Problem: Check the records below line by line. Give the count of lines with "steps", and nothing else.
### Records provided ###
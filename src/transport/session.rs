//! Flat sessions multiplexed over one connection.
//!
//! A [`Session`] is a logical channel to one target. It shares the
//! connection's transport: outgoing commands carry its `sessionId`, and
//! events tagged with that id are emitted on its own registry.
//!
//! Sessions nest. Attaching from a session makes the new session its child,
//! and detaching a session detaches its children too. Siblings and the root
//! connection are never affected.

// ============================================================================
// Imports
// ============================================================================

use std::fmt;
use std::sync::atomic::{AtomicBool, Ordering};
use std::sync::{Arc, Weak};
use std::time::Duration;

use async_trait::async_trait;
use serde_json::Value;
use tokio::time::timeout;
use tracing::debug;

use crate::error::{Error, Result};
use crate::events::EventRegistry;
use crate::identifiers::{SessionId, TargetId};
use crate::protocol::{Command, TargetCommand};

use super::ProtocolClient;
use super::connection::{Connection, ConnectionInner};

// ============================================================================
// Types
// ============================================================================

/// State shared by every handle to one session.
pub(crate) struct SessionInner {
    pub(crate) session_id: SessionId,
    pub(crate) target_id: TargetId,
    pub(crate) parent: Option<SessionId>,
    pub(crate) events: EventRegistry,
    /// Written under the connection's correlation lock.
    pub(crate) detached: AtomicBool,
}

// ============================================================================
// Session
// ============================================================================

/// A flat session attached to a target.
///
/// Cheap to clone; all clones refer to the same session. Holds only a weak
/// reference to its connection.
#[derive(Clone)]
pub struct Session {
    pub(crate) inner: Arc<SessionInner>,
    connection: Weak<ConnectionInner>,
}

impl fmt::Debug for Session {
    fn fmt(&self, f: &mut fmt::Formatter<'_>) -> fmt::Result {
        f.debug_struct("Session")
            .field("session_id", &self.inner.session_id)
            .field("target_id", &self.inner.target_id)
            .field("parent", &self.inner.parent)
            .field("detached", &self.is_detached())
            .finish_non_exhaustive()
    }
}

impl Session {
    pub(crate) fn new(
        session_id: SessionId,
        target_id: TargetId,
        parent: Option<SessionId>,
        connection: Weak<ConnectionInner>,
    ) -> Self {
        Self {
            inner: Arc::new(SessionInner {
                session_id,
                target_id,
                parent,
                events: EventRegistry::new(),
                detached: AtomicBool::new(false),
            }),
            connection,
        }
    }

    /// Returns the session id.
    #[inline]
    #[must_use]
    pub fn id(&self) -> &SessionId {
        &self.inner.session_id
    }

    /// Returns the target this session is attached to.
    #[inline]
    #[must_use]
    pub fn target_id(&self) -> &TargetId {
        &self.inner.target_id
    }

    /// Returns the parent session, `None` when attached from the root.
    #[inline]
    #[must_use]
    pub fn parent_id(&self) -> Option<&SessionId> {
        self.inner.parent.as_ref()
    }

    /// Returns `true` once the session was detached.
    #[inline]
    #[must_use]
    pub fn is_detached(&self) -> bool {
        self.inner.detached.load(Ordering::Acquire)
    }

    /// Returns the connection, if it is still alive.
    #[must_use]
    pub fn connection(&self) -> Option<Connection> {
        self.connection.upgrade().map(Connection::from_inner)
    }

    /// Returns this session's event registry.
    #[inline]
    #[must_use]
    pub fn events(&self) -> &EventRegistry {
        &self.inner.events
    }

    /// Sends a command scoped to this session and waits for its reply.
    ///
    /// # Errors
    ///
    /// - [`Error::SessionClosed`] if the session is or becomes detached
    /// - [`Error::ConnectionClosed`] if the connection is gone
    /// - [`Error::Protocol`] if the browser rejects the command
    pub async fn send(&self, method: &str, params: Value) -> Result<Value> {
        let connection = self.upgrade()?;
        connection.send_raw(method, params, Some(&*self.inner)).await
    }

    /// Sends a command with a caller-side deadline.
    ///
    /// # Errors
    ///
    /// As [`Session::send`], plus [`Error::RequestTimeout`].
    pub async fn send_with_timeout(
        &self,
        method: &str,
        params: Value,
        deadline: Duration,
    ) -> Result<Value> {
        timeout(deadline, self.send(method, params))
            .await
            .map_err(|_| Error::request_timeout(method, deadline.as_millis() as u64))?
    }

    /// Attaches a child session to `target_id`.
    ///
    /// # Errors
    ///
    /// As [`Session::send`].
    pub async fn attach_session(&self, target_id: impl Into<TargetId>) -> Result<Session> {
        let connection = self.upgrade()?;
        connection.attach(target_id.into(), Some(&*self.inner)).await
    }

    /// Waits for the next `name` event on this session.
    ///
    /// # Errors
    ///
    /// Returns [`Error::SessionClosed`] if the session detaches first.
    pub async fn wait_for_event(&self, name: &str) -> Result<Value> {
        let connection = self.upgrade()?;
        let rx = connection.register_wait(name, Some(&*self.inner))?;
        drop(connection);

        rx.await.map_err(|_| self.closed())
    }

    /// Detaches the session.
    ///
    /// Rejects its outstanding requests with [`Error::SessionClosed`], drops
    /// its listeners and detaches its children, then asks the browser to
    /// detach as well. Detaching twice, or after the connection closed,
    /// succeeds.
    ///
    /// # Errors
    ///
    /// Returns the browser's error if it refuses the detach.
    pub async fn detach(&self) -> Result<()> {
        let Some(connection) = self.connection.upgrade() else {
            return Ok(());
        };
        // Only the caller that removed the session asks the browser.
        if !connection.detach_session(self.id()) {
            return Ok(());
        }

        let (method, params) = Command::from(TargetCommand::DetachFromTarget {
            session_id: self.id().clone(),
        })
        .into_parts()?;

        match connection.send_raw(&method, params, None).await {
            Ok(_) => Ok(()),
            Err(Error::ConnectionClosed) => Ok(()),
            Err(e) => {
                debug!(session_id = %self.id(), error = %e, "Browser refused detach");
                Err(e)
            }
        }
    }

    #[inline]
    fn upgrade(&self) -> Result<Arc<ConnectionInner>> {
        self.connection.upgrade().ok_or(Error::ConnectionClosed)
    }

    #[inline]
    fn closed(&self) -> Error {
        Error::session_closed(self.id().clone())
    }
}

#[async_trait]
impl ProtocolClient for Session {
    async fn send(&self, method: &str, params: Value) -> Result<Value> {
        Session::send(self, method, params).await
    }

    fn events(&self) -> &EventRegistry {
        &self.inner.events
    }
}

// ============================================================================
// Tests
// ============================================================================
###
### Records provided ###
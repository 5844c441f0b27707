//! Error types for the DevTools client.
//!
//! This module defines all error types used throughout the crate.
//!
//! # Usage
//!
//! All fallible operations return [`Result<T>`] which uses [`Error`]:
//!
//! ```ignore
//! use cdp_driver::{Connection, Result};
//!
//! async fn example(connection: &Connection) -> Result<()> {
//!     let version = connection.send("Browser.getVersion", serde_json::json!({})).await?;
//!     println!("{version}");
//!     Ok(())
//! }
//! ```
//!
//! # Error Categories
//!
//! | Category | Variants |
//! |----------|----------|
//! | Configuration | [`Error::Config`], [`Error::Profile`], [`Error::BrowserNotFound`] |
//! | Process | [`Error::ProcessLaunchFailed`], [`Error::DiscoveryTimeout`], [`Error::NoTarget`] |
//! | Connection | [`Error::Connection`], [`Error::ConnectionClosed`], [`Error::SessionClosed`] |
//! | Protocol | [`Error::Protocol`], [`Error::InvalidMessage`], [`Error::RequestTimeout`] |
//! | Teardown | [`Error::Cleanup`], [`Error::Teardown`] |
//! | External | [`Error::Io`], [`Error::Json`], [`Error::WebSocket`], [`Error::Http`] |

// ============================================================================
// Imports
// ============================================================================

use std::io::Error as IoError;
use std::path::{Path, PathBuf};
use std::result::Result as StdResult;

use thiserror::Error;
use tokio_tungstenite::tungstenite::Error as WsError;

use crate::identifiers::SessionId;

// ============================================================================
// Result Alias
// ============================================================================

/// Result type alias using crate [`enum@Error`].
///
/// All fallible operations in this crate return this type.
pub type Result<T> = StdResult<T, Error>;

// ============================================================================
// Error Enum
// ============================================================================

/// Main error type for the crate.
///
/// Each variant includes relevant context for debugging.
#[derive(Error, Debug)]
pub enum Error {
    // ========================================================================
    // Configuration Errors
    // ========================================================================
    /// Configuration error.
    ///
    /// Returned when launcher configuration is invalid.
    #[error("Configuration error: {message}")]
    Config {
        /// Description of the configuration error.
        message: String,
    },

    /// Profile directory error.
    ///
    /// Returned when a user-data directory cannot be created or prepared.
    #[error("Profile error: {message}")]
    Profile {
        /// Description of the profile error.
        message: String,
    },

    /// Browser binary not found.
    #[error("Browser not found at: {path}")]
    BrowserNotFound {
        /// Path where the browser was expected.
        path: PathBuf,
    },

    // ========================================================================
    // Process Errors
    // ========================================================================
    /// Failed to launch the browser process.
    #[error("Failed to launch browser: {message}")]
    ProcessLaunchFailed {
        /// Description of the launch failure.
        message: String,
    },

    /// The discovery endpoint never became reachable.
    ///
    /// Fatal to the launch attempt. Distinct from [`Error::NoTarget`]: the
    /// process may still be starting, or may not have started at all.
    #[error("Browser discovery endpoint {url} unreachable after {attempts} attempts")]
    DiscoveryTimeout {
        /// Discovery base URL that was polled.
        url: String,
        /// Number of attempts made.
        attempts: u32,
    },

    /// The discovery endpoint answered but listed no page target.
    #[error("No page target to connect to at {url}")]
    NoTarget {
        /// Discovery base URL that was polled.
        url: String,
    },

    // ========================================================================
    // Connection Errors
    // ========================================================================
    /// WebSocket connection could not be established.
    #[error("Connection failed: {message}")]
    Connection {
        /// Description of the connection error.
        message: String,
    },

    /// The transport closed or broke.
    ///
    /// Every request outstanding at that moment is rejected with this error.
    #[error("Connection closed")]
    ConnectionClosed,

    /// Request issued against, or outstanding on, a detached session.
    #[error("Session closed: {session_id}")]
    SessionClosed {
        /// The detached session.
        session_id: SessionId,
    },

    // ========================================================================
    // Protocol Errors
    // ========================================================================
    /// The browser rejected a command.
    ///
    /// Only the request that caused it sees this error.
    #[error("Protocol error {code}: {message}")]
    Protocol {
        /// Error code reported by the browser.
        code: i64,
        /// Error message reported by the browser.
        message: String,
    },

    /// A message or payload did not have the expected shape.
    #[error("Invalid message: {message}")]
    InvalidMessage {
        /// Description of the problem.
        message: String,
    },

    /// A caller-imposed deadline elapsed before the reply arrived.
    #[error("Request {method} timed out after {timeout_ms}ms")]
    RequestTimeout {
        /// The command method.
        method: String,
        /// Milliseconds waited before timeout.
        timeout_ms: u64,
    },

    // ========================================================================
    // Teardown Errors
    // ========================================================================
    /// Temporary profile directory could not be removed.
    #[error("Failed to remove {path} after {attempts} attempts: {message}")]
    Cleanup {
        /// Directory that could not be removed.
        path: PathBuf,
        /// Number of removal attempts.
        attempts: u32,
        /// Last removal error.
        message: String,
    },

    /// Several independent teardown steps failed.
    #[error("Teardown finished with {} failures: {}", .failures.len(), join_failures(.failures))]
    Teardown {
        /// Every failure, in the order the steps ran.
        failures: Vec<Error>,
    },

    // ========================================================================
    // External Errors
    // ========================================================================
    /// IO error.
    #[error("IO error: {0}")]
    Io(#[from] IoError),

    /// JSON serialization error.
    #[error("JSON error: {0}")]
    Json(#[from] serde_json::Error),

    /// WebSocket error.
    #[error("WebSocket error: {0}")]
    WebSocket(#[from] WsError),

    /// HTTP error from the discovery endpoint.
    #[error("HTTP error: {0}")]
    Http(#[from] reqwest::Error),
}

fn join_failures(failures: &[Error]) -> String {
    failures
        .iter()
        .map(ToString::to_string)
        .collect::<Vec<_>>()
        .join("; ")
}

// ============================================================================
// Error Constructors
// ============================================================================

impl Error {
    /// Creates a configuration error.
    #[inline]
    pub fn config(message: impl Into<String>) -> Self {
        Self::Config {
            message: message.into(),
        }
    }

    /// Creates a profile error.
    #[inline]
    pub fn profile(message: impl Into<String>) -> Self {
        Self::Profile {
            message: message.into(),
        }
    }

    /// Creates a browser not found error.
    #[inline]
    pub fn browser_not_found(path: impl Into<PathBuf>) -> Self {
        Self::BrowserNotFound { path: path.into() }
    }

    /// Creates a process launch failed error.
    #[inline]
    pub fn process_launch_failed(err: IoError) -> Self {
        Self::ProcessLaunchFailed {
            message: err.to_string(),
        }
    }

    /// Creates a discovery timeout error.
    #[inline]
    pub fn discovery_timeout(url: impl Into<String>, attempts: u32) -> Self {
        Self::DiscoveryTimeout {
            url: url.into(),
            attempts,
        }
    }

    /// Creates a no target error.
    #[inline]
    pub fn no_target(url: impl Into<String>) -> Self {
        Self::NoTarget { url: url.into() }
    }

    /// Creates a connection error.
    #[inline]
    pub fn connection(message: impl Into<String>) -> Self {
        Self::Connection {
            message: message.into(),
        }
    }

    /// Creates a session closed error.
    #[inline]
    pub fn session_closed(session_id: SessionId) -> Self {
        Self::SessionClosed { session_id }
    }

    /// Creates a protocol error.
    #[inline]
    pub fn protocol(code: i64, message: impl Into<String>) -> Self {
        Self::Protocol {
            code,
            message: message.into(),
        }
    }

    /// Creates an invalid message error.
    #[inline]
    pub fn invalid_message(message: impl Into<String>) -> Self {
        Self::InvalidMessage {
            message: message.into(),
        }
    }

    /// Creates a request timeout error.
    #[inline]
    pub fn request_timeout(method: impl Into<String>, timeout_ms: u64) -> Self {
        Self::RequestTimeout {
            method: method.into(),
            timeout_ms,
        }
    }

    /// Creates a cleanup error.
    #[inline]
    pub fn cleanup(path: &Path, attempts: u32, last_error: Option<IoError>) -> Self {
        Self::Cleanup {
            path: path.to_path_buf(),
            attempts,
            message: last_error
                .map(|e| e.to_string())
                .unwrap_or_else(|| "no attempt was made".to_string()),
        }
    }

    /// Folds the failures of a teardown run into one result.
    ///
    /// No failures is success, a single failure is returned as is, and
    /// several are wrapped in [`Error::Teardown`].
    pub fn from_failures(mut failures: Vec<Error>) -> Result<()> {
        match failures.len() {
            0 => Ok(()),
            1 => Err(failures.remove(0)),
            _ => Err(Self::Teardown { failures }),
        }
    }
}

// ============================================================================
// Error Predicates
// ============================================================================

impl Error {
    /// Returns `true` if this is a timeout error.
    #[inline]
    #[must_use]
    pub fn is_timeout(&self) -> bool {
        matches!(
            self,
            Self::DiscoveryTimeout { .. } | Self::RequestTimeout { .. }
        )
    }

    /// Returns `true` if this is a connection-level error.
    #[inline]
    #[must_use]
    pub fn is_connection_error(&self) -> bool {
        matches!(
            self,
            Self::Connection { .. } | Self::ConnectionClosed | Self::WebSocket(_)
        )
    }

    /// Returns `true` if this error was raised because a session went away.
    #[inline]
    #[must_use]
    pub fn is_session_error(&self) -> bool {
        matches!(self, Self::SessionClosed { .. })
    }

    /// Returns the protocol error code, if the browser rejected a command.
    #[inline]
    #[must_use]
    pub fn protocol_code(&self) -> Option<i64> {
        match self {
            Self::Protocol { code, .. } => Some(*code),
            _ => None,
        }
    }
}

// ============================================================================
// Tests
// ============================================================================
###
### Records provided ###
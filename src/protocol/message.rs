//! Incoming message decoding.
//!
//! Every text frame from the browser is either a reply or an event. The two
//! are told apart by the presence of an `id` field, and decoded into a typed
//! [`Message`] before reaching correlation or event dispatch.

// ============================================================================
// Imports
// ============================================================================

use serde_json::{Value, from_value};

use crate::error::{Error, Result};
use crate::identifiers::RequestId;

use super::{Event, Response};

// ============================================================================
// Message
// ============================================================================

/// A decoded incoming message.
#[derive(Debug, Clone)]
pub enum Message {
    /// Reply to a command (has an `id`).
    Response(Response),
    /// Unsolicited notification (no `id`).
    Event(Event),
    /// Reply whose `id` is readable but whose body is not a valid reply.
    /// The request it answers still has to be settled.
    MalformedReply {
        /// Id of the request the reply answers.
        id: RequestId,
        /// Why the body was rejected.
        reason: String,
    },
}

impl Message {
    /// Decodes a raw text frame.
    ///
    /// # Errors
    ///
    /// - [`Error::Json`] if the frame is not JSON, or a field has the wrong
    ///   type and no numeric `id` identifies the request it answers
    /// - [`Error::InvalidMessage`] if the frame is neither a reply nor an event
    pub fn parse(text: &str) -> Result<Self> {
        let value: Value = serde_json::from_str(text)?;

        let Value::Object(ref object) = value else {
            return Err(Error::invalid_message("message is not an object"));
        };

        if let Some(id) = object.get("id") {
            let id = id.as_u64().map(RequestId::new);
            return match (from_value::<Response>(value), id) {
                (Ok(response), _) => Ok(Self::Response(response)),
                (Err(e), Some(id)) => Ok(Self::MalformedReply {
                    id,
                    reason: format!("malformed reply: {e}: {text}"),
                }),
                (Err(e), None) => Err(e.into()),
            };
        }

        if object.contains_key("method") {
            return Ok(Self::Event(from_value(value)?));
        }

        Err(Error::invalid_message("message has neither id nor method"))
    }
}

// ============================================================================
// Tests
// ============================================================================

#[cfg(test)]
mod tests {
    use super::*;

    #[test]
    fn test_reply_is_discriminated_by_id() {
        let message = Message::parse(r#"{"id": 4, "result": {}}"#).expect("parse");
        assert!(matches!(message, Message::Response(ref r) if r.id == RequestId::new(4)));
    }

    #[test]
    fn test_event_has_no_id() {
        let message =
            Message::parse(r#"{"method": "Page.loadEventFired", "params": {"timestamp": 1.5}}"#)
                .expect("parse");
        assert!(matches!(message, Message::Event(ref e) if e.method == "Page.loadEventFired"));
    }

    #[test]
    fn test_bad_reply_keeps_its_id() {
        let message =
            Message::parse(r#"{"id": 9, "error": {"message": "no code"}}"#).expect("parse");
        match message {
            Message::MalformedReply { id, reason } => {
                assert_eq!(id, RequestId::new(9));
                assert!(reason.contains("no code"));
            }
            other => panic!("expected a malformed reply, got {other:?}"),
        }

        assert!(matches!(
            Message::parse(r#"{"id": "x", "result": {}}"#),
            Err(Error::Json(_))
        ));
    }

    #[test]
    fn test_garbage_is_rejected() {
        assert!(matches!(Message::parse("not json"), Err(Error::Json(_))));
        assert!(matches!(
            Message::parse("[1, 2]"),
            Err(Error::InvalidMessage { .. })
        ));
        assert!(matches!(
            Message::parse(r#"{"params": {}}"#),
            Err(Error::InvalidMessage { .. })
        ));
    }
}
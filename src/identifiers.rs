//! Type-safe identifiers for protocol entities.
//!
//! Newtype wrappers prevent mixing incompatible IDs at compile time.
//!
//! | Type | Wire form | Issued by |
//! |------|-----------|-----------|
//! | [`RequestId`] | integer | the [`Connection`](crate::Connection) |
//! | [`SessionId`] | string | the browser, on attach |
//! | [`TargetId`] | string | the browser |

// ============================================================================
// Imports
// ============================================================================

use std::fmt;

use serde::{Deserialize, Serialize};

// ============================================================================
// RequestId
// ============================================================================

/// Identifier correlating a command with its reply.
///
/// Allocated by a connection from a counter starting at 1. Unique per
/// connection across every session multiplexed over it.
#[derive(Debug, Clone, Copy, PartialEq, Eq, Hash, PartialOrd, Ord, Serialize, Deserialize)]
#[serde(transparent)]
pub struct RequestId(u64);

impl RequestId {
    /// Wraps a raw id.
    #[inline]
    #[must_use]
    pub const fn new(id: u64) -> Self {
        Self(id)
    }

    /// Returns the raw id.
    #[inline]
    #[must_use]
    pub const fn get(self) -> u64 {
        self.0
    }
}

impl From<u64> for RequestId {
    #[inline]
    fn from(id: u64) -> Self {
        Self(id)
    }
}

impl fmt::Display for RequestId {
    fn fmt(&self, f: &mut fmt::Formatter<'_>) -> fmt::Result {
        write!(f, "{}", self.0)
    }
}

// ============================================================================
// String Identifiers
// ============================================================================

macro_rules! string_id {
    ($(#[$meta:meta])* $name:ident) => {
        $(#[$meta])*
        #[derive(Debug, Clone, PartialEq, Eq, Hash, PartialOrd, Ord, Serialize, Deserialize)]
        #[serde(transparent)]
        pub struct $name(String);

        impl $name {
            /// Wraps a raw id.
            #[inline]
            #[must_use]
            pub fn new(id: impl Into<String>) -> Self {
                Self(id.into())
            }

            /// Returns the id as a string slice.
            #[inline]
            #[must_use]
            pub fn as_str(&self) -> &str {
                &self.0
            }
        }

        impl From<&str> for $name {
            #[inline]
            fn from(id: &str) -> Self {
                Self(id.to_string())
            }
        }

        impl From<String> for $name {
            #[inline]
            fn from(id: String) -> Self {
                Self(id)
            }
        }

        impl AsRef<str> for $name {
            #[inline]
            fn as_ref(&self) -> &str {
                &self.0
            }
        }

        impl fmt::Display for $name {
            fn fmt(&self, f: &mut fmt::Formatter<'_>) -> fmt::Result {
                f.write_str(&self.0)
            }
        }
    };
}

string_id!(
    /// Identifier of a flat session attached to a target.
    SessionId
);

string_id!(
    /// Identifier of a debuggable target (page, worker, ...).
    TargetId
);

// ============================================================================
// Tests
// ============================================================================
###
Solved exercise: 2